■ **Instructions to follow**: Only lines containing the string "filename" belong in the answer; copy all of them from the entries.
**** Records supplied
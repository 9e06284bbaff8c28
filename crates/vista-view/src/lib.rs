//! # Vista View
//!
//! MVC-style views for Vista pipelines.
//!
//! Handlers put values into a per-request [`Stash`] and return without
//! writing. The [`ViewMiddleware`] then renders a template with the stash as
//! its data. Handlers that respond themselves bypass rendering entirely.
//!
//! ```text
//! request ─► ViewMiddleware ─► handler (fills stash)
//!                 │
//!                 └─ handler wrote nothing? render template(stash)
//! ```
//!
//! ## Reserved stash keys
//!
//! | Key | Type | Meaning |
//! |-----|------|---------|
//! | `_req` | map | the request, see [`RequestInfo`] |
//! | `_funcs` | map | function overrides, see [`FuncMap`] |
//! | `_template` | string | template file to render |
//! | `_status` | integer | status code to send |
//! | `_entry` | string | template to execute |
//!
//! Values of the wrong type are ignored.

#![doc(html_root_url = "https://docs.rs/vista-view/0.1.0")]
#![warn(missing_docs)]
#![forbid(unsafe_code)]

mod error;
mod funcs;
pub mod keys;
mod loader;
pub mod metrics;
mod request;
mod stash;
mod view;

pub use error::{ViewError, ViewResult};
pub use funcs::FuncMap;
pub use request::RequestInfo;
pub use stash::{Stash, StashExt};
pub use view::{ViewBuilder, ViewMiddleware};

// Template values are minijinja values; re-exported so handlers need no
// direct dependency.
pub use minijinja::{context, Value};
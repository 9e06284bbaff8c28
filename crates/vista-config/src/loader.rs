//! Configuration loader with layered approach.
//!
//! This module provides the [`ConfigLoader`] for loading configuration from
//! multiple sources: defaults, files, and environment variables.

use std::env;
use std::fs;
use std::path::{Path, PathBuf};

use crate::{ConfigError, LogFormat, VistaConfig};

/// Configuration loader with layered approach.
///
/// Later layers override earlier ones:
/// 1. Default values (or a preset)
/// 2. Configuration file or string (TOML or JSON)
/// 3. Environment variables
///
/// A file or string replaces the whole configuration; fields it omits take
/// their defaults.
///
/// # Example
///
/// ```no_run
/// use vista_config::ConfigLoader;
///
/// # fn main() -> Result<(), vista_config::ConfigError> {
/// let config = ConfigLoader::new()
///     .with_file("vista.toml")?
///     .with_env_prefix("VISTA")
///     .load()?;
///
/// println!("Templates are read from {}", config.view.template_dir.display());
/// # Ok(())
/// # }
/// ```
#[derive(Debug)]
pub struct ConfigLoader {
    config: VistaConfig,
    env_prefix: Option<String>,
}

impl Default for ConfigLoader {
    fn default() -> Self {
        Self::new()
    }
}

impl ConfigLoader {
    /// Create a new loader starting from defaults.
    #[must_use]
    pub fn new() -> Self {
        Self {
            config: VistaConfig::default(),
            env_prefix: None,
        }
    }

    /// Reset to default configuration values.
    #[must_use]
    pub fn with_defaults(mut self) -> Self {
        self.config = VistaConfig::default();
        self
    }

    /// Start from the development preset.
    #[must_use]
    pub fn with_development(mut self) -> Self {
        self.config = VistaConfig::development();
        self
    }

    /// Start from the production preset.
    #[must_use]
    pub fn with_production(mut self) -> Self {
        self.config = VistaConfig::production();
        self
    }

    /// Load configuration from a file.
    ///
    /// The format is chosen by extension: `.toml` or `.json`.
    ///
    /// # Errors
    ///
    /// Returns `ConfigError` if the file is missing, unreadable, has an
    /// unsupported extension, or does not parse (unknown fields included).
    pub fn with_file<P: AsRef<Path>>(mut self, path: P) -> Result<Self, ConfigError> {
        let path = path.as_ref();

        if !path.exists() {
            return Err(ConfigError::file_not_found(path));
        }

        let content = fs::read_to_string(path).map_err(|e| ConfigError::read_error(path, e))?;

        let extension = path
            .extension()
            .and_then(|e| e.to_str())
            .map(str::to_lowercase)
            .unwrap_or_default();
        self.config = parse(&content, &extension)?;

        tracing::debug!(path = %path.display(), "Loaded configuration file");
        Ok(self)
    }

    /// Load configuration from a file if it exists.
    ///
    /// # Errors
    ///
    /// Returns `ConfigError` if the file exists but cannot be loaded.
    pub fn with_optional_file<P: AsRef<Path>>(self, path: P) -> Result<Self, ConfigError> {
        if path.as_ref().exists() {
            self.with_file(path)
        } else {
            Ok(self)
        }
    }

    /// Load configuration from a string in the given format (`toml` or
    /// `json`).
    ///
    /// # Errors
    ///
    /// Returns `ConfigError` if the format is unknown or parsing fails.
    ///
    /// # Example
    ///
    /// ```
    /// use vista_config::ConfigLoader;
    ///
    /// let toml = r#"
    ///     [view]
    ///     template_dir = "views"
    /// "#;
    ///
    /// let config = ConfigLoader::new()
    ///     .with_string(toml, "toml")
    ///     .unwrap()
    ///     .load()
    ///     .unwrap();
    ///
    /// assert_eq!(config.view.template_dir.to_str(), Some("views"));
    /// ```
    pub fn with_string(mut self, content: &str, format: &str) -> Result<Self, ConfigError> {
        self.config = parse(content, &format.to_lowercase())?;
        Ok(self)
    }

    /// Set the environment variable prefix for overrides.
    ///
    /// Variables use the format `PREFIX__SECTION__KEY`, for example
    /// `VISTA__VIEW__TEMPLATE_DIR=views` or
    /// `VISTA__TELEMETRY__LOGGING__LEVEL=debug`. List values such as
    /// `VISTA__VIEW__INCLUDE_PATHS` are comma separated.
    #[must_use]
    pub fn with_env_prefix(mut self, prefix: &str) -> Self {
        self.env_prefix = Some(prefix.to_uppercase());
        self
    }

    /// Load variables from a `.env` file in the current directory or its
    /// parents, if there is one.
    ///
    /// # Errors
    ///
    /// Returns `ConfigError::Dotenv` if a `.env` file exists but is
    /// malformed.
    pub fn with_dotenv(self) -> Result<Self, ConfigError> {
        match dotenvy::dotenv() {
            Ok(path) => {
                tracing::debug!(path = %path.display(), "Loaded .env file");
                Ok(self)
            }
            Err(err) if err.not_found() => Ok(self),
            Err(err) => Err(err.into()),
        }
    }

    /// Apply environment overrides and validate.
    ///
    /// # Errors
    ///
    /// Returns `ConfigError` if an override does not parse or validation
    /// fails.
    pub fn load(mut self) -> Result<VistaConfig, ConfigError> {
        if let Some(prefix) = self.env_prefix.take() {
            let vars: Vec<(String, String)> = env::vars()
                .filter(|(k, _)| k.starts_with(&prefix))
                .collect();
            for (key, value) in vars {
                self.apply_env_var(&key, &value, &prefix)?;
            }
        }

        self.config.validate()?;
        Ok(self.config)
    }

    /// Finalize without environment overrides or validation.
    #[must_use]
    pub fn load_unvalidated(self) -> VistaConfig {
        self.config
    }

    fn apply_env_var(&mut self, key: &str, value: &str, prefix: &str) -> Result<(), ConfigError> {
        let Some(rest) = key.strip_prefix(prefix).and_then(|k| k.strip_prefix("__")) else {
            // Shares the prefix but not the separator, e.g. VISTAX__...
            return Ok(());
        };

        let parts: Vec<&str> = rest.split("__").collect();
        let view = &mut self.config.view;
        let telemetry = &mut self.config.telemetry;

        match parts.as_slice() {
            ["VIEW", "TEMPLATE_DIR"] => view.template_dir = PathBuf::from(value),
            ["VIEW", "DEFAULT_TEMPLATE"] => view.default_template = value.to_string(),
            ["VIEW", "INCLUDE_PATHS"] => {
                view.include_paths = value
                    .split(',')
                    .map(str::trim)
                    .filter(|p| !p.is_empty())
                    .map(PathBuf::from)
                    .collect();
            }
            ["VIEW", "DEFAULT_ENTRY"] => view.default_entry = value.to_string(),
            ["VIEW", "STRICT_UNDEFINED"] => {
                view.strict_undefined = parse_bool(value)
                    .ok_or_else(|| ConfigError::env_parse_error(key, "expected boolean"))?;
            }

            ["TELEMETRY", "LOGGING", "ENABLED"] => {
                telemetry.logging.enabled = parse_bool(value)
                    .ok_or_else(|| ConfigError::env_parse_error(key, "expected boolean"))?;
            }
            ["TELEMETRY", "LOGGING", "LEVEL"] => telemetry.logging.level = value.to_string(),
            ["TELEMETRY", "LOGGING", "FORMAT"] => {
                telemetry.logging.format = match value.to_lowercase().as_str() {
                    "json" => LogFormat::Json,
                    "pretty" => LogFormat::Pretty,
                    _ => {
                        return Err(ConfigError::env_parse_error(
                            key,
                            "expected 'json' or 'pretty'",
                        ))
                    }
                };
            }
            ["TELEMETRY", "LOGGING", "INCLUDE_LOCATION"] => {
                telemetry.logging.include_location = parse_bool(value)
                    .ok_or_else(|| ConfigError::env_parse_error(key, "expected boolean"))?;
            }

            ["TELEMETRY", "METRICS", "ENABLED"] => {
                telemetry.metrics.enabled = parse_bool(value)
                    .ok_or_else(|| ConfigError::env_parse_error(key, "expected boolean"))?;
            }
            ["TELEMETRY", "METRICS", "ADDR"] => telemetry.metrics.addr = value.to_string(),

            _ => tracing::debug!(var = key, "Ignoring unknown configuration variable"),
        }

        Ok(())
    }
}

fn parse(content: &str, format: &str) -> Result<VistaConfig, ConfigError> {
    match format {
        "toml" => Ok(toml::from_str(content)?),
        "json" => Ok(serde_json::from_str(content)?),
        other => Err(ConfigError::UnsupportedFormat(other.to_string())),
    }
}

fn parse_bool(s: &str) -> Option<bool> {
    match s.to_lowercase().as_str() {
        "true" | "1" | "yes" | "on" => Some(true),
        "false" | "0" | "no" | "off" => Some(false),
        _ => None,
    }
}

#[cfg(test)]
mod tests {
    use super::*;

    #[test]
    fn test_loader_new() {
        let config = ConfigLoader::new().load().unwrap();
        assert_eq!(config, VistaConfig::default());
    }

    #[test]
    fn test_loader_presets() {
        let dev = ConfigLoader::new().with_development().load().unwrap();
        assert_eq!(dev.telemetry.logging.format, LogFormat::Pretty);

        let prod = ConfigLoader::new()
            .with_development()
            .with_production()
            .load()
            .unwrap();
        assert_eq!(prod.telemetry.logging.format, LogFormat::Json);
        assert!(!prod.view.strict_undefined);
    }

    #[test]
    fn test_loader_with_string_toml() {
        let toml = r#"
            [view]
            template_dir = "views"
            default_template = "home.html"
            include_paths = ["views/partials", "views/layouts"]

            [telemetry.logging]
            format = "pretty"
        "#;

        let config = ConfigLoader::new()
            .with_string(toml, "toml")
            .unwrap()
            .load()
            .unwrap();

        assert_eq!(config.view.template_dir, PathBuf::from("views"));
        assert_eq!(config.view.default_template, "home.html");
        assert_eq!(config.view.include_paths.len(), 2);
        assert_eq!(config.telemetry.logging.format, LogFormat::Pretty);
    }

    #[test]
    fn test_loader_with_string_json() {
        let json = r#"{"view": {"default_entry": "base.html", "strict_undefined": true}}"#;

        let config = ConfigLoader::new()
            .with_string(json, "JSON")
            .unwrap()
            .load()
            .unwrap();

        assert_eq!(config.view.default_entry, "base.html");
        assert!(config.view.strict_undefined);
    }

    #[test]
    fn test_loader_with_string_unknown_format() {
        let err = ConfigLoader::new().with_string("", "yaml").unwrap_err();
        assert!(matches!(err, ConfigError::UnsupportedFormat(f) if f == "yaml"));
    }

    #[test]
    fn test_loader_unknown_field_fails() {
        let result = ConfigLoader::new().with_string("[view]\ntemplates = \"x\"\n", "toml");
        assert!(matches!(result, Err(ConfigError::TomlError(_))));
    }

    #[test]
    fn test_loader_with_file() {
        let dir = tempfile::tempdir().unwrap();
        let path = dir.path().join("vista.toml");
        fs::write(&path, "[view]\ndefault_template = \"index.html\"\n").unwrap();

        let config = ConfigLoader::new().with_file(&path).unwrap().load().unwrap();
        assert_eq!(config.view.default_template, "index.html");
    }

    #[test]
    fn test_loader_with_file_bad_extension() {
        let dir = tempfile::tempdir().unwrap();
        let path = dir.path().join("vista.yaml");
        fs::write(&path, "view: {}").unwrap();

        let err = ConfigLoader::new().with_file(&path).unwrap_err();
        assert!(matches!(err, ConfigError::UnsupportedFormat(_)));
    }

    #[test]
    fn test_loader_with_file_not_found() {
        let err = ConfigLoader::new()
            .with_file("/nonexistent/vista.toml")
            .unwrap_err();
        assert!(matches!(err, ConfigError::FileNotFound { .. }));
    }

    #[test]
    fn test_loader_with_optional_file_not_found() {
        let config = ConfigLoader::new()
            .with_optional_file("/nonexistent/vista.toml")
            .unwrap()
            .load()
            .unwrap();
        assert_eq!(config, VistaConfig::default());
    }

    #[test]
    fn test_load_validates() {
        let result = ConfigLoader::new()
            .with_string("[view]\ndefault_template = \"/abs.html\"\n", "toml")
            .unwrap()
            .load();
        assert!(matches!(result, Err(ConfigError::InvalidValue { .. })));
    }

    #[test]
    fn test_load_unvalidated() {
        let config = ConfigLoader::new()
            .with_string("[view]\ndefault_template = \"/abs.html\"\n", "toml")
            .unwrap()
            .load_unvalidated();
        assert_eq!(config.view.default_template, "/abs.html");
    }

    #[test]
    fn test_parse_bool() {
        assert_eq!(parse_bool("TRUE"), Some(true));
        assert_eq!(parse_bool("on"), Some(true));
        assert_eq!(parse_bool("0"), Some(false));
        assert_eq!(parse_bool("No"), Some(false));
        assert_eq!(parse_bool("maybe"), None);
        assert_eq!(parse_bool(""), None);
    }

    #[test]
    fn test_apply_env_var_view() {
        let mut loader = ConfigLoader::new();
        loader
            .apply_env_var("TEST__VIEW__TEMPLATE_DIR", "views", "TEST")
            .unwrap();
        loader
            .apply_env_var("TEST__VIEW__INCLUDE_PATHS", "views/a, views/b,,", "TEST")
            .unwrap();
        loader
            .apply_env_var("TEST__VIEW__STRICT_UNDEFINED", "yes", "TEST")
            .unwrap();

        assert_eq!(loader.config.view.template_dir, PathBuf::from("views"));
        assert_eq!(
            loader.config.view.include_paths,
            vec![PathBuf::from("views/a"), PathBuf::from("views/b")]
        );
        assert!(loader.config.view.strict_undefined);
    }

    #[test]
    fn test_apply_env_var_telemetry() {
        let mut loader = ConfigLoader::new();
        loader
            .apply_env_var("TEST__TELEMETRY__LOGGING__LEVEL", "debug", "TEST")
            .unwrap();
        loader
            .apply_env_var("TEST__TELEMETRY__LOGGING__FORMAT", "Pretty", "TEST")
            .unwrap();
        loader
            .apply_env_var("TEST__TELEMETRY__METRICS__ENABLED", "true", "TEST")
            .unwrap();

        assert_eq!(loader.config.telemetry.logging.level, "debug");
        assert_eq!(loader.config.telemetry.logging.format, LogFormat::Pretty);
        assert!(loader.config.telemetry.metrics.enabled);
    }

    #[test]
    fn test_apply_env_var_invalid_boolean() {
        let mut loader = ConfigLoader::new();
        let err = loader
            .apply_env_var("TEST__VIEW__STRICT_UNDEFINED", "sometimes", "TEST")
            .unwrap_err();
        assert!(matches!(err, ConfigError::EnvParseError { .. }));
    }

    #[test]
    fn test_apply_env_var_ignores_unknown_and_foreign_keys() {
        let mut loader = ConfigLoader::new();
        loader
            .apply_env_var("TEST__VIEW__NOPE", "x", "TEST")
            .unwrap();
        loader
            .apply_env_var("TESTING__VIEW__TEMPLATE_DIR", "x", "TEST")
            .unwrap();
        assert_eq!(loader.config, VistaConfig::default());
    }
}
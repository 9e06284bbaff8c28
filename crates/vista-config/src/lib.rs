//! Typed configuration for Vista.
//!
//! - TOML and JSON configuration files
//! - Environment variable overrides
//! - Strict validation (fails on unknown fields)
//! - Layered configuration (defaults → file → env)
//!
//! # Example
//!
//! ```no_run
//! use vista_config::ConfigLoader;
//!
//! # fn main() -> Result<(), vista_config::ConfigError> {
//! let config = ConfigLoader::new()
//!     .with_optional_file("vista.toml")?
//!     .with_env_prefix("VISTA")
//!     .load()?;
//! # Ok(())
//! # }
//! ```
//!
//! # Configuration File Format
//!
//! ```toml
//! [view]
//! template_dir = "templates"
//! default_template = "index.html"
//! include_paths = ["templates/partials"]
//! default_entry = "layout.html"
//! strict_undefined = false
//!
//! [telemetry.logging]
//! level = "info"
//! format = "json"
//!
//! [telemetry.metrics]
//! enabled = true
//! addr = "127.0.0.1:9090"
//! ```
//!
//! # Environment Variable Overrides
//!
//! - `VISTA__VIEW__TEMPLATE_DIR=views`
//! - `VISTA__VIEW__INCLUDE_PATHS=views/partials,views/layouts`
//! - `VISTA__TELEMETRY__LOGGING__LEVEL=debug`

#![warn(missing_docs)]

mod config;
mod error;
mod loader;
mod schema;

pub use config::{VistaConfig, VistaConfigBuilder};
pub use error::ConfigError;
pub use loader::ConfigLoader;
pub use schema::{LogFormat, LoggingSettings, MetricsSettings, TelemetrySettings, ViewSettings};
********
■ **Written solution**:
filename crates/vista-view/src/lib.rs
filename crates/vista-config/src/loader.rs
filename crates/vista-config/src/lib.rs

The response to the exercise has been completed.